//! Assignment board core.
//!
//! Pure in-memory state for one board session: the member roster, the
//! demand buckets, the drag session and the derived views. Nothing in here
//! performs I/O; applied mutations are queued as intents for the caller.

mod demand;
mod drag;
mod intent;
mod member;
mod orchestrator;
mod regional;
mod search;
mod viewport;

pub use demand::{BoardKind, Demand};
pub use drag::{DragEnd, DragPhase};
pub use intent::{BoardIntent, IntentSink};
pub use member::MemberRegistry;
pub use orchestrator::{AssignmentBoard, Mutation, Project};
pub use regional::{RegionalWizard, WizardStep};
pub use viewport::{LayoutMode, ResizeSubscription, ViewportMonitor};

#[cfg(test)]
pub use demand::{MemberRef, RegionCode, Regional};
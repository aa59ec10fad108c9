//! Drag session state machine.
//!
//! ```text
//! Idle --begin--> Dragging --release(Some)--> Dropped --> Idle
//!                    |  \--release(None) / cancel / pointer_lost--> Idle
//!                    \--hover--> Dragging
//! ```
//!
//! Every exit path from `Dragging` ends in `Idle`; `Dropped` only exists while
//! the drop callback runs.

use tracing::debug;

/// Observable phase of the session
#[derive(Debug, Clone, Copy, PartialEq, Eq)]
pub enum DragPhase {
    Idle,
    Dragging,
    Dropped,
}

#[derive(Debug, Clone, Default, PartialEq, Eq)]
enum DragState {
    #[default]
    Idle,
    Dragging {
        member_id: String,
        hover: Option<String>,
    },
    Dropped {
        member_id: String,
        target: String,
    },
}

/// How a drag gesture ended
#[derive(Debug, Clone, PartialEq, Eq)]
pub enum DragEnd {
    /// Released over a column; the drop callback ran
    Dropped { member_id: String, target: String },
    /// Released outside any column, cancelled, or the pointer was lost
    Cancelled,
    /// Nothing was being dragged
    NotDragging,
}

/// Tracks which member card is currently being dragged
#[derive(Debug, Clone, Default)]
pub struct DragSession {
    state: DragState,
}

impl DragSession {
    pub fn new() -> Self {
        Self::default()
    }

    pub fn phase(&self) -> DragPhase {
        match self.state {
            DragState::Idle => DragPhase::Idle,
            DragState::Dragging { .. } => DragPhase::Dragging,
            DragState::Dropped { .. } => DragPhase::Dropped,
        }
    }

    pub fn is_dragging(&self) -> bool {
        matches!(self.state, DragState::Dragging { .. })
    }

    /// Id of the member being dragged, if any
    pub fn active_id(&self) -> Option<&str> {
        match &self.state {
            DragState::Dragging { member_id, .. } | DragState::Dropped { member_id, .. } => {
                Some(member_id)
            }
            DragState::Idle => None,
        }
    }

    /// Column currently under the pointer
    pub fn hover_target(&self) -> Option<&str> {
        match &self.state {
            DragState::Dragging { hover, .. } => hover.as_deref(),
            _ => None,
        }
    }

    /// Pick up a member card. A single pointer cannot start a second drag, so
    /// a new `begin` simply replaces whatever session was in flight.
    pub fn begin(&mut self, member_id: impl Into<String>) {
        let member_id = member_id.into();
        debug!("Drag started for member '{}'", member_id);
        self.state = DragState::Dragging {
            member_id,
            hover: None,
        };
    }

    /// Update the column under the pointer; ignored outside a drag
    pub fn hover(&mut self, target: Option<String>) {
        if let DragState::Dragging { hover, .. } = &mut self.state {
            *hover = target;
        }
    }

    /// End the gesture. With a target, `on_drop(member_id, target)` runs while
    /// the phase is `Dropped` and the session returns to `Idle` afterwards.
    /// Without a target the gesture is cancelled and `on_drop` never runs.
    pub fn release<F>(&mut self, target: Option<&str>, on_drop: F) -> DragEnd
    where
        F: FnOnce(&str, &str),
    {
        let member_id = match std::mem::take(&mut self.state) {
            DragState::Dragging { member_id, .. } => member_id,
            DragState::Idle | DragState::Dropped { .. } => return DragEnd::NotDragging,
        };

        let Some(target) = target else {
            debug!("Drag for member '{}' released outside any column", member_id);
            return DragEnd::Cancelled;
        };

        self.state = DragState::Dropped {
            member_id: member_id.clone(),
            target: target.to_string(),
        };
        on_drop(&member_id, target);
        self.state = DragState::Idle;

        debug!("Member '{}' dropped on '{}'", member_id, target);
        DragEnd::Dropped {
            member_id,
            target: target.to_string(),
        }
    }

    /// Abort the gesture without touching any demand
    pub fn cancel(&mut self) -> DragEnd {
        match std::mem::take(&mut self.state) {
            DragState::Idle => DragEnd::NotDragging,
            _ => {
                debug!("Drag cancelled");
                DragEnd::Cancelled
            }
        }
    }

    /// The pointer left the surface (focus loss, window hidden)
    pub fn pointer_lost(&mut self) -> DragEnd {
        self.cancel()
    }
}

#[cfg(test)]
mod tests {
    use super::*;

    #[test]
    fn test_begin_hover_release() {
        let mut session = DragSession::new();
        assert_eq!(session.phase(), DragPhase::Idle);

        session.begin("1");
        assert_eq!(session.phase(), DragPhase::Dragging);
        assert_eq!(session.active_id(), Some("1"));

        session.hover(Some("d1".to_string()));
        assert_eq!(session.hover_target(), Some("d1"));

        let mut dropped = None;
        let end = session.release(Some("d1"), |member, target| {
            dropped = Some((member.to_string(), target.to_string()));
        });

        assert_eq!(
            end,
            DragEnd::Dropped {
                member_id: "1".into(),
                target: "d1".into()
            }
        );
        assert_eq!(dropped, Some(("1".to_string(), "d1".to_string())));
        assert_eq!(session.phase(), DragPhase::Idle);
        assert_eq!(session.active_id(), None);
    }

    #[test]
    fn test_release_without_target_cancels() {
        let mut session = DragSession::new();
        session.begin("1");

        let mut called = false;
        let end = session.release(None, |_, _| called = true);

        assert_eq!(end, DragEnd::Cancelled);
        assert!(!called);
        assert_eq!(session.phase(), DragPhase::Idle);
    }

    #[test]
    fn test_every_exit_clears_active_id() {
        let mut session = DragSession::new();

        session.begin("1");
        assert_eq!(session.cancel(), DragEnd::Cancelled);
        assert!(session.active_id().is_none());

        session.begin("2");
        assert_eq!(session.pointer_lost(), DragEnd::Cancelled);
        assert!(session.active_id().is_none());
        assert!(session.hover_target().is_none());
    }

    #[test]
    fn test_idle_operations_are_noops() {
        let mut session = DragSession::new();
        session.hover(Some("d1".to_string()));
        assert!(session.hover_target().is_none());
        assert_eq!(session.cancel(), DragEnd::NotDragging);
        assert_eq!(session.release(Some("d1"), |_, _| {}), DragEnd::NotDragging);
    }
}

——

• _TASK OBJECTIVE_
Since only the total is wanted, work out how many lines of the data above contain "demand" and state it alone.

• _YOUR SOLUTION_
5